What you have to do: Your reply should consist solely of the number of lines in the data that contain "this".

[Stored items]
- Opening Delimiter -

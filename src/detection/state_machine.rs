use crate::models::FallStatus;

use super::config::{DetectionConfig, OcclusionRule};

/// Per-frame inputs, velocities already deadbanded.
#[derive(Debug, Clone, Copy, PartialEq)]
pub struct FrameInput {
    pub nose_y: f64,
    pub hip_center_x: f64,
    pub vertical_velocity: f64,
    pub horizontal_velocity: f64,
    pub alert_threshold_y: f64,
    /// Last nose height seen with a usable pose. `None` until the first one.
    pub previous_nose_y: Option<f64>,
    pub previous_hip_center_x: Option<f64>,
}

/// Side effects the owner of the evidence buffer must carry out.
#[derive(Debug, Clone, Copy, PartialEq, Eq)]
pub enum Directive {
    /// Switch the buffer to capturing and raise an alert for the new event.
    StartCapture,
    /// Clear the buffer, dropping any in-flight capture unfinished.
    AbandonCapture,
}

#[derive(Debug, Clone, PartialEq)]
pub struct Transition {
    pub previous: FallStatus,
    pub status: FallStatus,
    pub directives: Vec<Directive>,
    pub moved: bool,
}

impl Transition {
    pub fn changed(&self) -> bool {
        self.previous != self.status
    }
}

#[derive(Debug, Clone)]
pub struct FallStateMachine {
    config: DetectionConfig,
    recovery_abandons_capture: bool,
    status: FallStatus,
    capturing: bool,
    movement_tally: u64,
    missing_streak: u32,
}

impl FallStateMachine {
    pub fn new(config: DetectionConfig, recovery_abandons_capture: bool) -> Self {
        Self {
            config,
            recovery_abandons_capture,
            status: FallStatus::Normal,
            capturing: false,
            movement_tally: 0,
            missing_streak: 0,
        }
    }

    pub fn status(&self) -> FallStatus {
        self.status
    }

    pub fn is_capturing(&self) -> bool {
        self.capturing
    }

    pub fn movement_tally(&self) -> u64 {
        self.movement_tally
    }

    pub fn movement_seconds(&self) -> f64 {
        if self.config.movement_sample_rate_hz <= 0.0 {
            return 0.0;
        }
        self.movement_tally as f64 / self.config.movement_sample_rate_hz
    }

    pub fn reset_movement(&mut self) {
        self.movement_tally = 0;
    }

    /// The evidence buffer finished its clip and is rolling again.
    pub fn capture_finished(&mut self) {
        self.capturing = false;
    }

    /// Apply the transition rules, in order, to a frame with a usable pose.
    pub fn step(&mut self, input: &FrameInput) -> Transition {
        let previous = self.status;
        let mut directives = Vec::new();
        self.missing_streak = 0;

        // Fall trigger.
        if self.status != FallStatus::FallDetected
            && input.nose_y > input.alert_threshold_y
            && input.vertical_velocity > self.config.fall_velocity
        {
            self.status = FallStatus::FallDetected;
            if !self.capturing {
                self.capturing = true;
                directives.push(Directive::StartCapture);
            }
        }

        // Recovery from fall.
        if self.status == FallStatus::FallDetected && input.nose_y < input.alert_threshold_y {
            self.status = FallStatus::RecoveredFromFall;
            if !self.capturing || self.recovery_abandons_capture {
                self.capturing = false;
                directives.push(Directive::AbandonCapture);
            }
        }

        // Occlusion trigger, frozen-nose form. The streak form runs in
        // `observe_missing` because it needs frames without a pose.
        if self.config.occlusion == OcclusionRule::FrozenNose
            && input.previous_nose_y == Some(input.nose_y)
            && input.vertical_velocity != 0.0
        {
            self.status = FallStatus::OccludedFallDetected;
        }

        // Recovery from occlusion. A nose seen for the first time after an
        // occlusion from startup counts as having moved.
        if self.status == FallStatus::OccludedFallDetected
            && input.previous_nose_y != Some(input.nose_y)
        {
            self.status = FallStatus::RecoveredFromOccludedFall;
        }

        let moved = input.horizontal_velocity != 0.0
            && input
                .previous_hip_center_x
                .is_some_and(|previous| previous != input.hip_center_x);
        if moved {
            self.movement_tally += 1;
        }

        Transition {
            previous,
            status: self.status,
            directives,
            moved,
        }
    }

    /// Record a frame without a usable pose. Returns the new status when the
    /// missing-streak rule fires.
    pub fn observe_missing(&mut self) -> Option<FallStatus> {
        self.missing_streak = self.missing_streak.saturating_add(1);

        let OcclusionRule::MissingStreak { frames } = self.config.occlusion else {
            return None;
        };

        if frames > 0
            && self.missing_streak >= frames
            && self.status != FallStatus::OccludedFallDetected
        {
            self.status = FallStatus::OccludedFallDetected;
            return Some(self.status);
        }
        None
    }
}
use serde::{Deserialize, Serialize};

/// How the occluded-fall condition is recognised.
#[derive(Debug, Clone, Copy, Serialize, Deserialize, PartialEq, Eq)]
#[serde(tag = "kind", rename_all = "camelCase")]
pub enum OcclusionRule {
    /// Pose lost for this many consecutive frames.
    MissingStreak { frames: u32 },
    /// Nose position unchanged while vertical velocity is non-zero. Velocity
    /// is derived from the same nose delta, so this never fires in practice.
    FrozenNose,
}

impl Default for OcclusionRule {
    fn default() -> Self {
        OcclusionRule::MissingStreak { frames: 20 }
    }
}

/// Tunable thresholds for signal extraction and the fall state machine.
#[derive(Debug, Clone, Serialize, Deserialize, PartialEq)]
#[serde(default, rename_all = "camelCase")]
pub struct DetectionConfig {
    /// Torso pixel height of the calibration subject at unit distance.
    pub reference_torso_px: f64,
    /// Log-distance slope of the calibration model.
    pub distance_slope: f64,
    /// Alert line (pixel y) for a subject at unit distance.
    pub base_threshold_y: f64,
    /// Pixels the alert line rises per unit of distance.
    pub threshold_gain: f64,

    /// Vertical velocities with magnitude below this are treated as zero.
    pub vertical_deadband: f64,
    /// Horizontal velocities with magnitude below this are treated as zero.
    pub horizontal_deadband: f64,
    /// Downward nose velocity (px/s) required to trigger a fall.
    pub fall_velocity: f64,

    pub occlusion: OcclusionRule,

    /// Frame rate the movement tally is divided by to get seconds.
    pub movement_sample_rate_hz: f64,
}

impl Default for DetectionConfig {
    fn default() -> Self {
        Self {
            reference_torso_px: 968.0,
            distance_slope: 0.314,
            base_threshold_y: 800.0,
            threshold_gain: 20.0,
            vertical_deadband: 200.0,
            horizontal_deadband: 100.0,
            fall_velocity: 1000.0,
            occlusion: OcclusionRule::default(),
            movement_sample_rate_hz: 30.0,
        }
    }
}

- Closing Delimiter -

Finished exercise: 4